For several days, police entered the restaurant and asked patrons to leave at 1 a.m.  On Tuesday, August 12, police barricaded patrons in the restaurant, announcing that none of them could leave until 6 a.m.  But a defiant Healy removed his remaining diners out a back entrance, foiling the police.

This is certainly explains why the police were especially hostile the following day, August 13.  At 1 a.m, police officers mounted the orchestra stage and announced that everybody must leave the restaurant. Drunken patrons laughed and even booed the officer, many proclaiming they had no interest in leaving. Most likely, it was this stubbornness that ignited the rough-handling that followed.

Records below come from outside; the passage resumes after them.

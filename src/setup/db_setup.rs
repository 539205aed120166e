use rusqlite::Connection;
use thiserror::Error;

#[derive(Error, Debug)]
pub enum SetupError {
    #[error("Rusqlite error: {0}")]
    Rusqlite(#[from] rusqlite::Error),
}

pub fn setup_blog_db(conn: &mut Connection) -> Result<(), SetupError> {
    let tx = conn.transaction()?;

    println!("- Creating 'users' table...");
    tx.execute(
        "CREATE TABLE IF NOT EXISTS users (
            id INTEGER PRIMARY KEY AUTOINCREMENT,
            username TEXT NOT NULL UNIQUE,
            password_hash TEXT NOT NULL,
            is_staff INTEGER NOT NULL DEFAULT 0,
            is_active INTEGER NOT NULL DEFAULT 1,
            last_login_time TEXT
        )",
        [],
    )?;

    println!("- Creating 'tags' table...");
    tx.execute(
        "CREATE TABLE IF NOT EXISTS tags (
            id INTEGER PRIMARY KEY AUTOINCREMENT,
            name TEXT NOT NULL UNIQUE CHECK(length(name) <= 100),
            slug TEXT NOT NULL UNIQUE,
            subheading TEXT NOT NULL,
            image TEXT,
            overview TEXT NOT NULL
        )",
        [],
    )?;

    println!("- Creating 'posts' table...");
    tx.execute(
        "CREATE TABLE IF NOT EXISTS posts (
            id INTEGER PRIMARY KEY AUTOINCREMENT,
            author_id INTEGER,
            title TEXT NOT NULL UNIQUE CHECK(length(title) <= 100),
            subheading TEXT,
            image TEXT,
            created_date TEXT NOT NULL,
            publish_date TEXT,
            edited_date TEXT,
            text TEXT,
            FOREIGN KEY (author_id) REFERENCES users(id) ON DELETE SET NULL
        )",
        [],
    )?;

    println!("- Creating 'post_tags' table...");
    tx.execute(
        "CREATE TABLE IF NOT EXISTS post_tags (
            post_id INTEGER NOT NULL,
            tag_id INTEGER NOT NULL,
            PRIMARY KEY (post_id, tag_id),
            FOREIGN KEY (post_id) REFERENCES posts(id) ON DELETE CASCADE,
            FOREIGN KEY (tag_id) REFERENCES tags(id) ON DELETE CASCADE
        )",
        [],
    )?;

    println!("- Creating 'comments' table...");
    tx.execute(
        "CREATE TABLE IF NOT EXISTS comments (
            id INTEGER PRIMARY KEY AUTOINCREMENT,
            post_id INTEGER NOT NULL,
            author_id INTEGER,
            created_date TEXT NOT NULL,
            edited_date TEXT,
            text TEXT NOT NULL,
            FOREIGN KEY (post_id) REFERENCES posts(id) ON DELETE CASCADE,
            FOREIGN KEY (author_id) REFERENCES users(id) ON DELETE SET NULL
        )",
        [],
    )?;

    println!("- Creating indexes...");
    tx.execute_batch(
        "CREATE INDEX IF NOT EXISTS idx_posts_publish_date ON posts(publish_date);
         CREATE INDEX IF NOT EXISTS idx_posts_author ON posts(author_id);
         CREATE INDEX IF NOT EXISTS idx_post_tags_tag ON post_tags(tag_id);
         CREATE INDEX IF NOT EXISTS idx_comments_post ON comments(post_id, created_date);",
    )?;

    tx.commit()?;
    Ok(())
}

“The recalcitrant guests found themselves enfolded in the uniformed arms, lifted into the air, rushed down the disordered aisles and literally thrown into Columbus Avenue,” reported the New York Times. “In the scramble, tables went over, chairs were smashed, electroliers were damaged, glasses and crockery were broken into fragments. There was pandemonium for a time.”

Violence returned the following night, Thursday, August 14, as rebellious New Yorkers were now insolently dining past the allotted time.  Promptly at 1 a.m., an increased force of fifty police officers rushed the restaurant. “Three hundred men and women were led, pushed, shoved, carried, clubbed and thrown out.” [source]

One of those patrons was New York District Attorney Charles S. Whitman (pictured above in 1910), a rumored candidate for mayor and one of the city’s most popular politicians. (In 1916, he would be elected governor of New York.) His appearance at Healy’s was clearly to draw attention. Thousands of people crowded the streets; the nearly elevated train station was filled with people trying to get a better look, and ‘automobile parties’ cruised by, desperate for a peek at the violence inside.

Whitman’s appearance had done the trick.  Gaynor backed down, allowing Healy’s to remain open if it wished. In fact, warrants were then issued for police detective John. F. Dwyer and two dozen police officers.

But Healy had created a bit of an unwieldy beast. Crowds gathered the next night and cars lined the street, anticipating more excitement, building uncontrollable mess that the proprietor actually called the police himself!  In the end, Healy did end up closing at 1 a.m., just for the protection of his own restaurant and staff.